Reproduce the records exactly through the line with "fn load_run_file(path: &Path)".

Items from a data source:
-*-*-

use std::path::{Path, PathBuf};
use std::sync::Arc;

use serde::Deserialize;
use tracing::{info, warn};
use tracing_subscriber::EnvFilter;

use satmosaic::api::{BatchManifest, Manifest, PipelineOrchestrator};
use satmosaic::core::geo::{BoundingBox, NamedRegion, Region};
use satmosaic::io::writers::manifest::{sidecar_path, write_json};
use satmosaic::{
    GdalRasterIo, HttpFetcher, PipelineConfig, ProviderProfile, QualityFilter, StaticCatalog,
    TimeRange,
};

use super::args::CliArgs;
use super::errors::AppError;

/// Contents of a `--run-file`. Every field is optional; flags take precedence.
#[derive(Debug, Default, Deserialize)]
#[serde(default, deny_unknown_fields)]
struct RunFile {
    provider: Option<ProviderProfile>,
    catalog: Option<PathBuf>,
    region: Option<Region>,
    /// Batch of named regions; takes the batch path when non-empty
    regions: Vec<NamedRegion>,
    reduction_factor: Option<f64>,
    time_range: Option<TimeRange>,
    filter: Option<QualityFilter>,
    /// Partial `PipelineConfig` applied over the provider defaults
    config: Option<serde_json::Value>,
}

fn load_run_file(path: &Path) -> Result<RunFile, AppError> {
    let text = std::fs::read_to_string(path)?;
    Ok(serde_json::from_str(&text)?)
}

/// Provider defaults, then run file overrides, then flag overrides.
fn build_config(args: &CliArgs, file: &RunFile) -> Result<PipelineConfig, AppError> {
    let base = match args.provider.or(file.provider) {
        Some(profile) => PipelineConfig::for_provider(profile),
        None => PipelineConfig::default(),
    };
    let mut config = match &file.config {
        Some(overrides) => {
            let mut merged = serde_json::to_value(&base)?;
            if let (Some(target), Some(source)) = (merged.as_object_mut(), overrides.as_object()) {
                for (key, value) in source {
                    target.insert(key.clone(), value.clone());
                }
            }
            serde_json::from_value(merged)?
        }
        None => base,
    };

    if let Some(dir) = &args.output_dir {
        config.output_dir = dir.clone();
    }
    if let Some(crs) = &args.target_crs {
        config.target_crs = crs.clone();
    }
    if let Some(size) = args.tile_size_km {
        config.tile_size_km = size;
    }
    if let Some(threshold) = args.small_region_threshold_km {
        config.small_region_threshold_km = threshold;
    }
    if let Some(concurrency) = args.concurrency {
        config.concurrency = concurrency;
    }
    if let Some(retries) = args.max_retries {
        config.max_retries = retries;
    }
    if let Some(bands) = &args.bands {
        config.bands = bands.iter().map(|b| b.trim().to_string()).collect();
    }
    Ok(config)
}

fn parse_numbers(arg: &str, value: &str, count: usize, expected: &'static str) -> Result<Vec<f64>, AppError> {
    let invalid = || AppError::InvalidArgument {
        arg: arg.to_string(),
        value: value.to_string(),
        expected,
    };
    let numbers = value
        .split(',')
        .map(|s| s.trim().parse::<f64>().map_err(|_| invalid()))
        .collect::<Result<Vec<f64>, AppError>>()?;
    if numbers.len() != count {
        return Err(invalid());
    }
    Ok(numbers)
}

fn region_from_args(args: &CliArgs, file: &RunFile) -> Result<Option<Region>, AppError> {
    match (&args.bbox, &args.center) {
        (Some(_), Some(_)) => Err(AppError::Conflict(
            "--bbox and --center are mutually exclusive".to_string(),
        )),
        (Some(bbox), None) => {
            let v = parse_numbers("--bbox", bbox, 4, "west,south,east,north")?;
            Ok(Some(Region::Bbox(BoundingBox::new(v[0], v[1], v[2], v[3])?)))
        }
        (None, Some(center)) => {
            let v = parse_numbers("--center", center, 2, "lat,lon")?;
            let radius_km = args.radius_km.ok_or(AppError::MissingArgument {
                arg: "--radius-km".to_string(),
            })?;
            Ok(Some(Region::Center {
                lat: v[0],
                lon: v[1],
                radius_km,
            }))
        }
        (None, None) => Ok(file.region),
    }
}

fn time_range(args: &CliArgs, file: &RunFile) -> Result<TimeRange, AppError> {
    match (&args.start, &args.end, file.time_range) {
        (Some(start), Some(end), _) => Ok(TimeRange::parse(start, end)?),
        (None, None, Some(range)) => Ok(TimeRange::new(range.start, range.end)?),
        (Some(_), None, _) => Err(AppError::MissingArgument {
            arg: "--end".to_string(),
        }),
        _ => Err(AppError::MissingArgument {
            arg: "--start".to_string(),
        }),
    }
}

fn report_manifest(manifest: &Manifest) {
    info!(
        "Tiles: {} succeeded, {} failed",
        manifest.success_count(),
        manifest.failure_count()
    );
    for failed in manifest.failures() {
        warn!("  {} {}: {}", failed.index, failed.bbox, failed.outcome);
    }
    for excluded in &manifest.excluded {
        warn!("  excluded {:?}: {}", excluded.path, excluded.reason);
    }
    match &manifest.mosaic_path {
        Some(path) => info!("Mosaic: {:?}", path),
        None => warn!("No mosaic produced"),
    }
}

fn report_batch(batch: &BatchManifest) {
    info!(
        "Batch processing complete: {} with mosaic, {} errors, {} total",
        batch.processed(),
        batch.errors(),
        batch.regions.len()
    );
    for region in &batch.regions {
        if let Some(error) = &region.error {
            warn!("  {}: {}", region.name, error);
        }
    }
    if let Some(path) = &batch.union_mosaic {
        info!("Union mosaic: {:?}", path);
    }
}

fn manifest_destination(args: &CliArgs, mosaic: Option<&PathBuf>, output_dir: &Path, fallback: &str) -> PathBuf {
    args.manifest.clone().unwrap_or_else(|| match mosaic {
        Some(path) => sidecar_path(path),
        None => output_dir.join(fallback),
    })
}

pub fn run(args: CliArgs) -> Result<(), Box<dyn std::error::Error>> {
    let filter = if args.log {
        EnvFilter::new("debug")
    } else {
        EnvFilter::try_from_default_env().unwrap_or_else(|_| EnvFilter::new("info"))
    };
    tracing_subscriber::fmt()
        .with_env_filter(filter)
        .with_writer(std::io::stderr)
        .init();

    let file = match &args.run_file {
        Some(path) => load_run_file(path)?,
        None => RunFile::default(),
    };

    let config = build_config(&args, &file)?;
    let catalog_path = args
        .catalog
        .clone()
        .or_else(|| file.catalog.clone())
        .ok_or(AppError::MissingArgument {
            arg: "--catalog".to_string(),
        })?;
    let range = time_range(&args, &file)?;
    let mut quality = file.filter.unwrap_or_default();
    if let Some(max) = args.max_cloud_cover {
        quality.max_cloud_cover = max;
    }
    let output_dir = config.output_dir.clone();
    std::fs::create_dir_all(&output_dir)?;

    let source = StaticCatalog::from_json_file(&catalog_path).map_err(AppError::from)?;
    let fetcher = HttpFetcher::new().map_err(satmosaic::Error::from)?;
    let orchestrator = PipelineOrchestrator::new(
        config,
        Arc::new(source),
        Arc::new(fetcher),
        Arc::new(GdalRasterIo::new()),
    )
    .map_err(AppError::from)?;

    info!("Output directory: {:?}", output_dir);

    if !file.regions.is_empty() {
        if region_from_args(&args, &file)?.is_some() {
            return Err(AppError::Conflict(
                "a batch run file cannot be combined with a single region".to_string(),
            )
            .into());
        }
        info!("Starting batch of {} regions", file.regions.len());
        let batch = match orchestrator.run_batch(&file.regions, &range, &quality, file.reduction_factor) {
            Ok(batch) => batch,
            Err(satmosaic::Error::BatchMosaic { reason, manifest }) => {
                let path = manifest_destination(&args, None, &output_dir, "batch_manifest.json");
                write_json(&path, &*manifest)?;
                report_batch(&manifest);
                return Err(AppError::from(satmosaic::Error::BatchMosaic { reason, manifest }).into());
            }
            Err(e) => return Err(AppError::from(e).into()),
        };
        let path = manifest_destination(
            &args,
            batch.union_mosaic.as_ref(),
            &output_dir,
            "batch_manifest.json",
        );
        write_json(&path, &batch)?;
        report_batch(&batch);
        return Ok(());
    }

    let region = region_from_args(&args, &file)?.ok_or(AppError::MissingArgument {
        arg: "--bbox or --center".to_string(),
    })?;
    let manifest = match orchestrator.run_with_defaults(&region, &range, &quality) {
        Ok(manifest) => manifest,
        Err(satmosaic::Error::Mosaic { reason, manifest }) => {
            let path = manifest_destination(&args, None, &output_dir, "manifest.json");
            write_json(&path, &*manifest)?;
            report_manifest(&manifest);
            return Err(AppError::from(satmosaic::Error::Mosaic { reason, manifest }).into());
        }
        Err(e) => return Err(AppError::from(e).into()),
    };
    let path = manifest_destination(&args, manifest.mosaic_path.as_ref(), &output_dir, "manifest.json");
    write_json(&path, &manifest)?;
    report_manifest(&manifest);
    Ok(())
}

-*-*-

== Reply ==
use std::path::{Path, PathBuf};
use std::sync::Arc;

use serde::Deserialize;
use tracing::{info, warn};
use tracing_subscriber::EnvFilter;

use satmosaic::api::{BatchManifest, Manifest, PipelineOrchestrator};
use satmosaic::core::geo::{BoundingBox, NamedRegion, Region};
use satmosaic::io::writers::manifest::{sidecar_path, write_json};
use satmosaic::{
    GdalRasterIo, HttpFetcher, PipelineConfig, ProviderProfile, QualityFilter, StaticCatalog,
    TimeRange,
};

use super::args::CliArgs;
use super::errors::AppError;

/// Contents of a `--run-file`. Every field is optional; flags take precedence.
#[derive(Debug, Default, Deserialize)]
#[serde(default, deny_unknown_fields)]
struct RunFile {
    provider: Option<ProviderProfile>,
    catalog: Option<PathBuf>,
    region: Option<Region>,
    /// Batch of named regions; takes the batch path when non-empty
    regions: Vec<NamedRegion>,
    reduction_factor: Option<f64>,
    time_range: Option<TimeRange>,
    filter: Option<QualityFilter>,
    /// Partial `PipelineConfig` applied over the provider defaults
    config: Option<serde_json::Value>,
}

fn load_run_file(path: &Path) -> Result<RunFile, AppError> {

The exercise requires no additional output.